Other genes in the R protein-mediated pathway were also found and these include a RAV transcription factor (Sb01g049150 in locus 3). The tomato RAV homolog mediates resistance to bacterial wilt caused by Ralstonia solanacearum and silencing RAV abolishes the resistance (Li et al. 2011). Similarly, the pepper RAV homolog also functions in disease resistance pathway and is rapidly induced by the bacterial pathogen Xanthomonas axonopodis pv. glycines 8ra (Kim et al. 2005; Sohn et al. 2006). Overexpression in Arabidopsis enhances resistance to infection by Pseudomonas syringae pv. tomato DC3000 and to osmotic stresses by high salinity and dehydration (Sohn et al. 2006). Defense genes independent of R protein-mediate pathway were also found. Sb01g010720 protein sequence in locus 5 was 35 % identical and 52 % similar to the potato oxysterol-binding protein StOBP1 (AAR25799). StOBP1 is rapidly induced by Phytophthora infestans infection and seems to be a component of the general, non-specific defense pathway (Avrova et al. 2004). In locus 1, four homologs of menthone:neomenthol reductase (MNR) gene were found. MNR catalyzes a menthone reduction with reduced nicotinamide adenine dinucleotide phosphate as a cofactor to produce the antimicrobial neomenthol. Silencing MNR in pepper (Capsicum annuum) significantly increases its susceptibility to Xanthomonas campestris pv vesicatoria and Colletotrichum coccodes infection (Choi et al. 2008). Another class of proteins with antimicrobial function in plants are thaumatin-like proteins (TLPs) coded by pathogenesis-related (PR)-5 genes such as PR-5 in rice (AAB53368) whose protein sequence shares 32 % identity and 43 % similarity with that of Sb01g021450 in locus 2 (Fig. 3). TLPs are sweet-tasting and can inhibit the growth of pathogenic fungi by permeabilizing the fungal cell membranes (Little et al. 2012). Overexpressing rice PR-5 enhances resistance to Rhizoctonia solani, the causal agent of sheath blight (Datta et al. 1999). In sorghum, protein expression level of one TLP, sormatin, correlates with resistance to grain mold (Rodríguez-Herrera et al. 1999; Bueso et al. 2000).

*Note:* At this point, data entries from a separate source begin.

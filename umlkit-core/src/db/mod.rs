//! Persistence gateway: the saved-model registry.
//!
//! Each saved model is a named [`Snapshot`] stored as JSON, plus an
//! on/off flag. Saving or loading a model makes it the single active entry.
//! The store itself never touches this module; presentation code moves
//! snapshots between the two.

mod schema;

use std::path::PathBuf;
use std::sync::{Arc, Mutex};

use anyhow::{Context, Result};
use chrono::Utc;
use rusqlite::{Connection, OptionalExtension, Row};

use crate::error::ModelError;
use crate::models::{SavedModel, RESERVED_SAVE_NAME};
use crate::snapshot::Snapshot;

#[derive(Clone)]
pub struct Database {
    conn: Arc<Mutex<Connection>>,
}

impl Database {
    pub fn open(path: PathBuf) -> Result<Self> {
        let parent = path
            .parent()
            .ok_or_else(|| anyhow::anyhow!("Database path has no parent directory"))?;
        std::fs::create_dir_all(parent)?;
        let conn = Connection::open(&path)
            .with_context(|| format!("Failed to open database at {}", path.display()))?;
        conn.pragma_update(None, "journal_mode", "WAL")?;
        Ok(Self {
            conn: Arc::new(Mutex::new(conn)),
        })
    }

    /// Default location in the platform data directory.
    pub fn default_path() -> Result<PathBuf> {
        let dirs = directories::ProjectDirs::from("", "", "umlkit")
            .ok_or_else(|| anyhow::anyhow!("Could not determine data directory"))?;
        Ok(dirs.data_dir().join("umlkit.db"))
    }

    pub fn open_default() -> Result<Self> {
        Self::open(Self::default_path()?)
    }

    pub fn open_memory() -> Result<Self> {
        let conn = Connection::open_in_memory()?;
        Ok(Self {
            conn: Arc::new(Mutex::new(conn)),
        })
    }

    pub fn migrate(&self) -> Result<()> {
        let conn = self.conn.lock().expect("database lock poisoned");
        schema::run_migrations(&conn)
    }

    // ============================================================
    // Saved models
    // ============================================================

    /// Store `snapshot` under `name`, overwriting any previous save, and
    /// make it the active entry.
    pub fn save_snapshot(&self, name: &str, snapshot: &Snapshot) -> Result<SavedModel> {
        check_name(name)?;
        let body = serde_json::to_string(snapshot).context("Failed to serialize snapshot")?;
        let now = Utc::now().to_rfc3339();

        let mut conn = self.conn.lock().expect("database lock poisoned");
        let tx = conn.transaction()?;
        tx.execute("UPDATE saved_models SET is_active = 0 WHERE is_active = 1", [])?;
        tx.execute(
            "INSERT INTO saved_models (name, body, is_active, saved_at, updated_at)
             VALUES (?1, ?2, 1, ?3, ?3)
             ON CONFLICT(name) DO UPDATE SET
                body = excluded.body,
                is_active = 1,
                updated_at = excluded.updated_at",
            (name, &body, &now),
        )?;
        let saved = tx.query_row(
            "SELECT name, is_active, saved_at, updated_at FROM saved_models WHERE name = ?",
            [name],
            saved_from_row,
        )?;
        tx.commit()?;

        tracing::info!(
            "Saved model {} ({} classes, {} relationships)",
            name,
            snapshot.classes.len(),
            snapshot.relationships.len()
        );
        Ok(saved)
    }

    /// Fetch a saved snapshot and make it the active entry.
    ///
    /// Returns `None` if nothing is saved under `name`.
    pub fn load_snapshot(&self, name: &str) -> Result<Option<Snapshot>> {
        check_name(name)?;
        let mut conn = self.conn.lock().expect("database lock poisoned");
        let tx = conn.transaction()?;

        let body: Option<String> = tx
            .query_row(
                "SELECT body FROM saved_models WHERE name = ?",
                [name],
                |row| row.get(0),
            )
            .optional()?;
        let Some(body) = body else {
            return Ok(None);
        };
        let snapshot = Snapshot::from_json(&body)?;

        tx.execute("UPDATE saved_models SET is_active = 0 WHERE is_active = 1", [])?;
        tx.execute(
            "UPDATE saved_models SET is_active = 1 WHERE name = ?",
            [name],
        )?;
        tx.commit()?;

        tracing::info!("Loaded model {}", name);
        Ok(Some(snapshot))
    }

    /// Read a saved snapshot without changing which entry is active.
    pub fn get_snapshot(&self, name: &str) -> Result<Option<Snapshot>> {
        check_name(name)?;
        let conn = self.conn.lock().expect("database lock poisoned");
        let body: Option<String> = conn
            .query_row(
                "SELECT body FROM saved_models WHERE name = ?",
                [name],
                |row| row.get(0),
            )
            .optional()?;
        body.map(|body| Snapshot::from_json(&body).map_err(anyhow::Error::from))
            .transpose()
    }

    pub fn delete_snapshot(&self, name: &str) -> Result<bool> {
        check_name(name)?;
        let conn = self.conn.lock().expect("database lock poisoned");
        let rows = conn.execute("DELETE FROM saved_models WHERE name = ?", [name])?;
        Ok(rows > 0)
    }

    /// Registry entries ordered by name.
    pub fn list_saves(&self) -> Result<Vec<SavedModel>> {
        let conn = self.conn.lock().expect("database lock poisoned");
        let mut stmt = conn.prepare(
            "SELECT name, is_active, saved_at, updated_at FROM saved_models ORDER BY name",
        )?;
        let saves = stmt
            .query_map([], saved_from_row)?
            .collect::<Result<Vec<_>, _>>()?;
        Ok(saves)
    }

    pub fn active_save(&self) -> Result<Option<SavedModel>> {
        let conn = self.conn.lock().expect("database lock poisoned");
        let saved = conn
            .query_row(
                "SELECT name, is_active, saved_at, updated_at FROM saved_models WHERE is_active = 1",
                [],
                saved_from_row,
            )
            .optional()?;
        Ok(saved)
    }

    /// Turn every entry off, e.g. when the working model is discarded.
    pub fn deactivate_all(&self) -> Result<()> {
        let conn = self.conn.lock().expect("database lock poisoned");
        conn.execute("UPDATE saved_models SET is_active = 0 WHERE is_active = 1", [])?;
        Ok(())
    }
}

fn check_name(name: &str) -> Result<()> {
    if name == RESERVED_SAVE_NAME {
        return Err(ModelError::ReservedName(name.to_string()).into());
    }
    Ok(())
}

fn saved_from_row(row: &Row<'_>) -> rusqlite::Result<SavedModel> {
    Ok(SavedModel {
        name: row.get(0)?,
        active: row.get::<_, i32>(1)? != 0,
        saved_at: parse_datetime(row.get::<_, String>(2)?),
        updated_at: parse_datetime(row.get::<_, String>(3)?),
    })
}

fn parse_datetime(s: String) -> chrono::DateTime<Utc> {
    chrono::DateTime::parse_from_rfc3339(&s)
        .map(|dt| dt.with_timezone(&Utc))
        .unwrap_or_else(|_| Utc::now())
}
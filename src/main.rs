use std::path::PathBuf;

use anyhow::Context;
use clap::{Parser, Subcommand};
use tracing_subscriber::{layer::SubscriberExt, util::SubscriberInitExt};

use umlkit::{api, config::Config, render};
use umlkit_core::{Snapshot, Store};

#[derive(Parser)]
#[command(name = "umlk")]
#[command(about = "UML class model editor with saved snapshots")]
struct Cli {
    /// SQLite file holding saved models (overrides UMLKIT_DB_PATH)
    #[arg(long, global = true)]
    db: Option<PathBuf>,

    #[command(subcommand)]
    command: Option<Commands>,
}

#[derive(Subcommand)]
enum Commands {
    /// Start the HTTP API
    Serve {
        /// Port for HTTP API (overrides UMLKIT_PORT)
        #[arg(short, long)]
        port: Option<u16>,
    },
    /// List saved models
    Saves,
    /// Print a saved model as a tree
    Show { name: String },
    /// Print a saved model as JSON
    Export { name: String },
    /// Check a JSON snapshot file and save it under a name
    Import { name: String, path: PathBuf },
    /// Delete a saved model
    Delete { name: String },
}

/// Initialize tracing with output to stderr (for printing commands) or stdout
fn init_tracing(use_stderr: bool) {
    let filter = tracing_subscriber::EnvFilter::new(
        std::env::var("RUST_LOG")
            .unwrap_or_else(|_| "umlkit=debug,umlkit_core=debug,tower_http=debug".into()),
    );

    if use_stderr {
        // Keep stdout clean for command output
        tracing_subscriber::registry()
            .with(filter)
            .with(tracing_subscriber::fmt::layer().with_writer(std::io::stderr))
            .init();
    } else {
        tracing_subscriber::registry()
            .with(filter)
            .with(tracing_subscriber::fmt::layer())
            .init();
    }
}

async fn serve(config: &Config) -> anyhow::Result<()> {
    tracing::info!("Starting umlkit server on port {}", config.port);

    let db = config.open_database()?;
    let app = api::create_router(api::AppState::new(db, config.event_log_capacity));

    let listener = tokio::net::TcpListener::bind(format!("127.0.0.1:{}", config.port)).await?;
    tracing::info!("umlkit listening on http://127.0.0.1:{}", config.port);

    axum::serve(listener, app).await?;
    Ok(())
}

#[tokio::main]
async fn main() -> anyhow::Result<()> {
    let cli = Cli::parse();

    let use_stderr = !matches!(cli.command, None | Some(Commands::Serve { .. }));
    init_tracing(use_stderr);

    let mut config = Config::from_env()?;
    if let Some(db) = cli.db {
        config.db_path = db;
    }

    match cli.command {
        Some(Commands::Serve { port }) => {
            if let Some(port) = port {
                config.port = port;
            }
            serve(&config).await?;
        }
        None => serve(&config).await?,
        Some(Commands::Saves) => {
            let db = config.open_database()?;
            for saved in db.list_saves()? {
                let marker = if saved.active { "*" } else { " " };
                println!(
                    "{} {}  (updated {})",
                    marker,
                    saved.name,
                    saved.updated_at.format("%Y-%m-%d %H:%M")
                );
            }
        }
        Some(Commands::Show { name }) => {
            let db = config.open_database()?;
            let snapshot = db
                .get_snapshot(&name)?
                .with_context(|| format!("No saved model named '{}'", name))?;
            print!("{}", render::render_model(&snapshot));
        }
        Some(Commands::Export { name }) => {
            let db = config.open_database()?;
            let snapshot = db
                .get_snapshot(&name)?
                .with_context(|| format!("No saved model named '{}'", name))?;
            println!("{}", snapshot.to_json_pretty());
        }
        Some(Commands::Import { name, path }) => {
            let json = std::fs::read_to_string(&path)
                .with_context(|| format!("Failed to read {}", path.display()))?;
            let snapshot = Snapshot::from_json(&json)?;
            // Replaying proves the snapshot satisfies every store invariant.
            let store = Store::from_snapshot(&snapshot)?;

            let db = config.open_database()?;
            db.save_snapshot(&name, &store.export_snapshot())?;
            println!(
                "Saved '{}' ({} classes, {} relationships)",
                name,
                snapshot.classes.len(),
                snapshot.relationships.len()
            );
        }
        Some(Commands::Delete { name }) => {
            let db = config.open_database()?;
            if db.delete_snapshot(&name)? {
                println!("Deleted '{}'", name);
            } else {
                anyhow::bail!("No saved model named '{}'", name);
            }
        }
    }

    Ok(())
}
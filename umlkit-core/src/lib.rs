//! Core of umlkit: an in-memory UML class model with consistency-checked
//! mutations, lossless snapshots and a saved-model registry.
//!
//! - [`models`]: entity types
//! - [`validate`]: existence checks gating every mutation
//! - [`store`]: the entity store and its cascades
//! - [`snapshot`]: export to and replay from the persisted schema
//! - [`observer`]: change notification
//! - [`db`]: saved-model registry backed by SQLite

pub mod db;
pub mod error;
pub mod models;
pub mod observer;
pub mod snapshot;
pub mod store;
pub mod validate;

pub use error::{EntityKind, ErrorKind, ModelError, Result};
pub use snapshot::Snapshot;
pub use store::Store;
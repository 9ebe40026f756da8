//! # tinker-core
//!
//! Core logic for Tinker, a minimal coding agent: a remote conversational
//! model drives local actions (shell commands, file reads/writes, patches,
//! directory listings) executed inside a directory-contained sandbox.
//!
//! This crate is frontend-agnostic; the CLI is one consumer of its
//! contracts.
//!
//! ## Key Concepts
//!
//! - **Session**: append-only conversation log with bounded compaction and
//!   a flat JSON snapshot format
//! - **ToolExecutor**: runs the five recognized actions against a fixed
//!   root directory, always yielding a [`ToolResult`]
//! - **Agent**: the turn loop wiring session, model client, approval gate,
//!   and executor together

pub mod agent;
pub mod approval;
pub mod model;
pub mod session;
pub mod tools;

// Re-export commonly used types
pub use agent::{Agent, AgentConfig, AgentError, TurnResult, DEFAULT_SYSTEM_PROMPT};
pub use approval::{AllowAll, ApprovalPolicy, Decision};
pub use model::{openai::OpenAiClient, ModelClient, ModelError, ModelResponse};
pub use session::{Message, Role, Session, ToolCall};
pub use tools::{tool_definitions, ToolExecutor, ToolResult};
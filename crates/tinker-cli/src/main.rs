//! Command-line frontend for the Tinker coding agent.

use std::path::PathBuf;

use anyhow::{bail, Result};
use clap::Parser;

use tinker_core::{Agent, AgentConfig, OpenAiClient};

mod repl;

#[derive(Parser)]
#[command(name = "tinker")]
#[command(about = "Tinker - a minimal coding agent", long_about = None)]
#[command(after_help = "\
Examples:
  tinker                         # Interactive mode in current directory
  tinker -d /path/to/project     # Interactive mode in a specific directory
  tinker -p \"list all files\"     # Single prompt mode
  tinker --model gpt-4o-mini     # Use a different model
")]
struct Cli {
    /// Working directory for the agent (default: current directory)
    #[arg(short = 'd', long, default_value = ".")]
    directory: PathBuf,

    /// Single prompt to run (non-interactive mode)
    #[arg(short = 'p', long)]
    prompt: Option<String>,

    /// Model to use
    #[arg(long, default_value = "gpt-4o")]
    model: String,

    /// Temperature for model responses
    #[arg(long, default_value_t = 0.0)]
    temperature: f32,

    /// Maximum agent loop iterations
    #[arg(long, default_value_t = 50)]
    max_turns: u32,

    /// Require confirmation for tool execution
    #[arg(long)]
    no_auto_approve: bool,
}

fn main() -> Result<()> {
    env_logger::init();
    let cli = Cli::parse();

    if !cli.directory.is_dir() {
        bail!("{} is not a valid directory", cli.directory.display());
    }

    let client = OpenAiClient::from_env()?;

    let config = AgentConfig {
        model: cli.model,
        temperature: cli.temperature,
        max_turns: cli.max_turns,
        auto_approve: !cli.no_auto_approve,
        ..AgentConfig::default()
    };

    let mut agent = Agent::new(&cli.directory, Box::new(client))
        .with_config(config)
        .with_approval(Box::new(repl::PromptApproval));

    log::debug!(
        "agent ready in {} (model {})",
        agent.working_dir().display(),
        agent.config().model
    );

    match cli.prompt {
        Some(prompt) => repl::run_single(&mut agent, &prompt),
        None => repl::run_interactive(&mut agent),
    }
}
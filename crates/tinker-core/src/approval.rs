//! Tool approval gate.
//!
//! A pluggable allow/deny decision point consulted before each tool
//! invocation when auto-approval is disabled. The absence of a policy is
//! expressed explicitly as [`AllowAll`] rather than an implicit null check.

use serde_json::Value;

/// A user's decision on a single tool invocation.
#[derive(Debug, Clone, Copy, PartialEq, Eq)]
pub enum Decision {
    Approve,
    Deny,
}

/// One-method capability deciding whether a tool call may run.
pub trait ApprovalPolicy {
    /// Review one invocation. `arguments` is the already-parsed payload.
    fn review(&self, tool_name: &str, call_id: &str, arguments: &Value) -> Decision;
}

/// The explicit always-allow policy.
pub struct AllowAll;

impl ApprovalPolicy for AllowAll {
    fn review(&self, _tool_name: &str, _call_id: &str, _arguments: &Value) -> Decision {
        Decision::Approve
    }
}
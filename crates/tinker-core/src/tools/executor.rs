//! Tool execution against a contained root directory.
//!
//! # Containment
//!
//! Every path-bearing argument is joined against the root and lexically
//! normalized; the result must be the root or a descendant of it. This is a
//! lexical guarantee only: a symlink already present inside the root and
//! pointing outside it is not detected. That is a documented limitation.
//!
//! # Subprocesses
//!
//! Only `shell` and `apply_patch` spawn a subprocess. Both run in the root
//! and are bounded by a wall-clock timeout that kills the child on expiry.
//! Stdout and stderr are drained on reader threads so a chatty child cannot
//! deadlock on a full pipe.

use std::fs;
use std::io::{Read, Write};
use std::path::{Component, Path, PathBuf, MAIN_SEPARATOR};
use std::process::{Command, ExitStatus, Stdio};
use std::thread;
use std::time::{Duration, Instant};

use serde_json::Value;

use super::{ToolAction, ToolError, ToolResult};

/// Default wall-clock limit for subprocesses, in seconds.
pub const DEFAULT_TIMEOUT_SECS: u64 = 30;

const POLL_INTERVAL: Duration = Duration::from_millis(25);

/// Executes tools inside a fixed root directory.
///
/// The root is set once at construction and never changes for the
/// executor's lifetime. `execute` is a total function: every input yields a
/// [`ToolResult`].
pub struct ToolExecutor {
    root: PathBuf,
    timeout_secs: u64,
}

impl ToolExecutor {
    pub fn new(root: impl Into<PathBuf>) -> Self {
        Self::with_timeout(root, DEFAULT_TIMEOUT_SECS)
    }

    pub fn with_timeout(root: impl Into<PathBuf>, timeout_secs: u64) -> Self {
        let root = root.into();
        let root = std::path::absolute(&root).unwrap_or(root);
        Self { root, timeout_secs }
    }

    pub fn root(&self) -> &Path {
        &self.root
    }

    /// Execute a named tool with parsed JSON arguments.
    pub fn execute(&self, name: &str, args: &Value) -> ToolResult {
        let action = match ToolAction::parse(name, args) {
            Ok(action) => action,
            Err(err) => return ToolResult::failure(err),
        };
        log::debug!("executing {} in {}", action.name(), self.root.display());
        match self.dispatch(&action) {
            Ok(result) => result,
            Err(err) => {
                log::debug!("{} failed: {}", action.name(), err);
                ToolResult::failure(err)
            }
        }
    }

    fn dispatch(&self, action: &ToolAction) -> Result<ToolResult, ToolError> {
        match action {
            ToolAction::Shell { command } => self.shell(command),
            ToolAction::ReadFile { path } => self.read_file(path),
            ToolAction::WriteFile { path, content } => self.write_file(path, content),
            ToolAction::ListFiles { path } => self.list_files(path),
            ToolAction::ApplyPatch { path, patch } => self.apply_patch(path, patch),
        }
    }

    /// Resolve a tool-supplied path against the root, rejecting escapes
    /// before any filesystem access happens.
    fn resolve(&self, path: &str) -> Result<PathBuf, ToolError> {
        let normalized = normalize(&self.root.join(path));
        if !normalized.starts_with(&self.root) {
            return Err(ToolError::OutsideRoot(path.to_string()));
        }
        Ok(normalized)
    }

    fn shell(&self, command: &str) -> Result<ToolResult, ToolError> {
        let mut cmd = shell_command(command);
        cmd.current_dir(&self.root);

        let outcome = self.run_bounded(cmd)?;

        let mut output = outcome.stdout;
        if !outcome.stderr.is_empty() {
            output.push_str("\n[stderr]\n");
            output.push_str(&outcome.stderr);
        }
        let output = output.trim().to_string();

        if outcome.status.success() {
            Ok(ToolResult::ok(output))
        } else {
            Ok(ToolResult {
                success: false,
                output,
                error: Some(format!("Exit code: {}", exit_code(&outcome.status))),
            })
        }
    }

    fn read_file(&self, path: &str) -> Result<ToolResult, ToolError> {
        let resolved = self.resolve(path)?;
        if !resolved.exists() {
            return Err(ToolError::FileNotFound(path.to_string()));
        }
        let content = fs::read_to_string(&resolved)?;
        Ok(ToolResult::ok(content))
    }

    fn write_file(&self, path: &str, content: &str) -> Result<ToolResult, ToolError> {
        let resolved = self.resolve(path)?;
        if let Some(parent) = resolved.parent() {
            fs::create_dir_all(parent)?;
        }
        fs::write(&resolved, content)?;
        Ok(ToolResult::ok(format!(
            "Wrote {} bytes to {}",
            content.len(),
            path
        )))
    }

    fn list_files(&self, path: &str) -> Result<ToolResult, ToolError> {
        let resolved = self.resolve(path)?;
        if !resolved.exists() {
            return Err(ToolError::PathNotFound(path.to_string()));
        }
        if resolved.is_file() {
            return Ok(ToolResult::ok(path));
        }

        let mut entries: Vec<(String, bool)> = Vec::new();
        for entry in fs::read_dir(&resolved)? {
            let entry = entry?;
            let name = entry.file_name().to_string_lossy().into_owned();
            let is_dir = entry.path().is_dir();
            entries.push((name, is_dir));
        }
        entries.sort();

        let listing: Vec<String> = entries
            .into_iter()
            .map(|(name, is_dir)| {
                if is_dir {
                    format!("{name}{MAIN_SEPARATOR}")
                } else {
                    name
                }
            })
            .collect();

        Ok(ToolResult::ok(listing.join("\n")))
    }

    fn apply_patch(&self, path: &str, patch: &str) -> Result<ToolResult, ToolError> {
        let resolved = self.resolve(path)?;

        // The diff goes through a transient on-disk file; NamedTempFile
        // removes it on drop regardless of outcome.
        let mut patch_file = tempfile::NamedTempFile::new()?;
        patch_file.write_all(patch.as_bytes())?;

        let mut cmd = Command::new("patch");
        cmd.arg(&resolved)
            .arg(patch_file.path())
            .current_dir(&self.root);

        let outcome = match self.run_bounded(cmd) {
            Ok(outcome) => outcome,
            Err(ToolError::Io(err)) if err.kind() == std::io::ErrorKind::NotFound => {
                return Err(ToolError::PatchUnavailable);
            }
            Err(err) => return Err(err),
        };

        if outcome.status.success() {
            Ok(ToolResult::ok(format!("Patch applied to {path}")))
        } else {
            let stderr = outcome.stderr.trim();
            let error = if stderr.is_empty() {
                format!("Patch failed with exit code {}", exit_code(&outcome.status))
            } else {
                stderr.to_string()
            };
            Ok(ToolResult {
                success: false,
                output: outcome.stdout,
                error: Some(error),
            })
        }
    }

    /// Run a command to completion, killing it when the wall-clock limit
    /// expires.
    fn run_bounded(&self, mut cmd: Command) -> Result<CommandOutcome, ToolError> {
        cmd.stdin(Stdio::null())
            .stdout(Stdio::piped())
            .stderr(Stdio::piped());

        let mut child = cmd.spawn()?;
        let stdout = drain(child.stdout.take());
        let stderr = drain(child.stderr.take());

        let deadline = Instant::now() + Duration::from_secs(self.timeout_secs);
        let status = loop {
            if let Some(status) = child.try_wait()? {
                break status;
            }
            if Instant::now() >= deadline {
                log::warn!("killing subprocess after {}s timeout", self.timeout_secs);
                let _ = child.kill();
                let _ = child.wait();
                return Err(ToolError::Timeout(self.timeout_secs));
            }
            thread::sleep(POLL_INTERVAL);
        };

        Ok(CommandOutcome {
            status,
            stdout: stdout.join().unwrap_or_default(),
            stderr: stderr.join().unwrap_or_default(),
        })
    }
}

struct CommandOutcome {
    status: ExitStatus,
    stdout: String,
    stderr: String,
}

#[cfg(unix)]
fn shell_command(command: &str) -> Command {
    let mut cmd = Command::new("sh");
    cmd.arg("-c").arg(command);
    cmd
}

#[cfg(windows)]
fn shell_command(command: &str) -> Command {
    let mut cmd = Command::new("cmd");
    cmd.arg("/C").arg(command);
    cmd
}

fn exit_code(status: &ExitStatus) -> i32 {
    status.code().unwrap_or(-1)
}

/// Read a child pipe to the end on a background thread.
fn drain<R: Read + Send + 'static>(pipe: Option<R>) -> thread::JoinHandle<String> {
    thread::spawn(move || {
        let mut buf = String::new();
        if let Some(mut pipe) = pipe {
            let _ = pipe.read_to_string(&mut buf);
        }
        buf
    })
}

/// Lexically resolve `.` and `..` components without touching the
/// filesystem. A `..` that would climb past the start of the path is kept,
/// so escape attempts fail the containment check instead of vanishing.
fn normalize(path: &Path) -> PathBuf {
    let mut out = PathBuf::new();
    for component in path.components() {
        match component {
            Component::CurDir => {}
            Component::ParentDir => match out.components().next_back() {
                Some(Component::Normal(_)) => {
                    out.pop();
                }
                _ => out.push(".."),
            },
            other => out.push(other.as_os_str()),
        }
    }
    out
}

// ============================================================================
// TESTS
// ============================================================================
//! Blocking OpenAI chat-completions client.

use serde::Deserialize;
use serde_json::{json, Value};

use super::{ModelClient, ModelError, ModelResponse};
use crate::agent::AgentConfig;
use crate::session::{Message, ToolCall};

const DEFAULT_BASE_URL: &str = "https://api.openai.com/v1";

/// Talks to an OpenAI-compatible chat-completions endpoint.
pub struct OpenAiClient {
    api_key: String,
    base_url: String,
}

impl OpenAiClient {
    pub fn new(api_key: impl Into<String>) -> Self {
        Self {
            api_key: api_key.into(),
            base_url: DEFAULT_BASE_URL.to_string(),
        }
    }

    /// Build a client from `OPENAI_API_KEY`, honoring an `OPENAI_BASE_URL`
    /// override for compatible endpoints.
    pub fn from_env() -> Result<Self, ModelError> {
        let api_key = std::env::var("OPENAI_API_KEY").map_err(|_| ModelError::MissingApiKey)?;
        let mut client = Self::new(api_key);
        if let Ok(base_url) = std::env::var("OPENAI_BASE_URL") {
            client.base_url = base_url;
        }
        Ok(client)
    }

    pub fn with_base_url(mut self, base_url: impl Into<String>) -> Self {
        self.base_url = base_url.into();
        self
    }
}

impl ModelClient for OpenAiClient {
    fn complete(
        &self,
        messages: &[Message],
        tools: &[Value],
        config: &AgentConfig,
    ) -> Result<ModelResponse, ModelError> {
        let url = format!("{}/chat/completions", self.base_url.trim_end_matches('/'));
        let body = build_request(messages, tools, config);

        log::debug!("model call: {} messages to {}", messages.len(), config.model);

        let response = ureq::post(&url)
            .set("Authorization", &format!("Bearer {}", self.api_key))
            .send_json(body)
            .map_err(|err| match err {
                ureq::Error::Status(code, response) => {
                    let detail = response.into_string().unwrap_or_default();
                    ModelError::Transport(format!("status {code}: {detail}"))
                }
                other => ModelError::Transport(other.to_string()),
            })?;

        let completion: Value = response
            .into_json()
            .map_err(|err| ModelError::Decode(err.to_string()))?;

        parse_completion(completion)
    }
}

fn build_request(messages: &[Message], tools: &[Value], config: &AgentConfig) -> Value {
    json!({
        "model": config.model,
        "messages": messages,
        "tools": tools,
        "tool_choice": "auto",
        "temperature": config.temperature,
        "max_tokens": config.max_tokens,
    })
}

#[derive(Deserialize)]
struct ChatCompletion {
    choices: Vec<Choice>,
}

#[derive(Deserialize)]
struct Choice {
    message: ChoiceMessage,
}

#[derive(Deserialize)]
struct ChoiceMessage {
    #[serde(default)]
    content: Option<String>,
    #[serde(default)]
    tool_calls: Option<Vec<ToolCall>>,
}

fn parse_completion(completion: Value) -> Result<ModelResponse, ModelError> {
    let completion: ChatCompletion =
        serde_json::from_value(completion).map_err(|err| ModelError::Decode(err.to_string()))?;

    let choice = completion
        .choices
        .into_iter()
        .next()
        .ok_or(ModelError::EmptyResponse)?;

    Ok(ModelResponse {
        content: choice.message.content,
        tool_calls: choice.message.tool_calls.unwrap_or_default(),
    })
}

Finally, we also noticed in our data and in the literature that anthracnose resistance could be related to maturity, i.e., late-maturing plants showed reduced foliar symptoms compared to early-maturing plants. Similar results have also been reported in the literature. Hess et al. (2001) found among 19 sorghum varieties that early flowering was weakly, but significantly correlated with increased severity of foliar (r = 0.151, P < 0.05) and panicle anthracnose (r = 0.152, P < 0.01). Among 92 sorghum varieties reported by Wang et al. (2006), maturity was rated at a scale of 1–6, with 1 being the early and 6 being late-maturing, and anthracnose was rated in a scale of 1–5 with 1 being resistant and 5 being susceptible. The average maturity among the varieties was 4.3 with a variance of 2.44, while the average resistance was 1.5 with a variance of 0.86. This indicates that the group is mostly late-maturing and anthracnose resistant (Wang et al. 2006). Coincidentally, we also found a flowering time (SbFT1) homolog in locus in the opposite side of the two NB-ARC genes (Fig. 3). SbFT1 protein is 62 % identical and 77 % similar to rice Hd3a. Rice plants overexpress Hd3a flowers in 2 weeks compared to 7 weeks in the wild type (Tamaki et al. 2007). Therefore, if SbFT1 was associated with anthracnose resistance, it was because of the correlation between the two traits.

In conclusion, to identify markers linked to anthracnose resistance, we have performed association mapping in the sorghum mini-core collection of 242 accessions with 14,739 SNP markers. Eight marker loci (loci 1–8) were associated with anthracnose resistance in both environments. Annotated disease resistance-related genes were found in all loci based on their physical distance from linked SNP markers except in locus 8. These include two NB-ARC class of R genes, two HR-related genes, a transcription factor that functions in the R gene pathway, a gene that functions in the non-specific host resistance, and a gene for antimicrobial compound production. The results presented here will provide genes and markers for application in molecular breeding of anthracnose resistance in sorghum by developing PCR-based markers through characterizing the relevant genomic regions and further testing in additional varieties.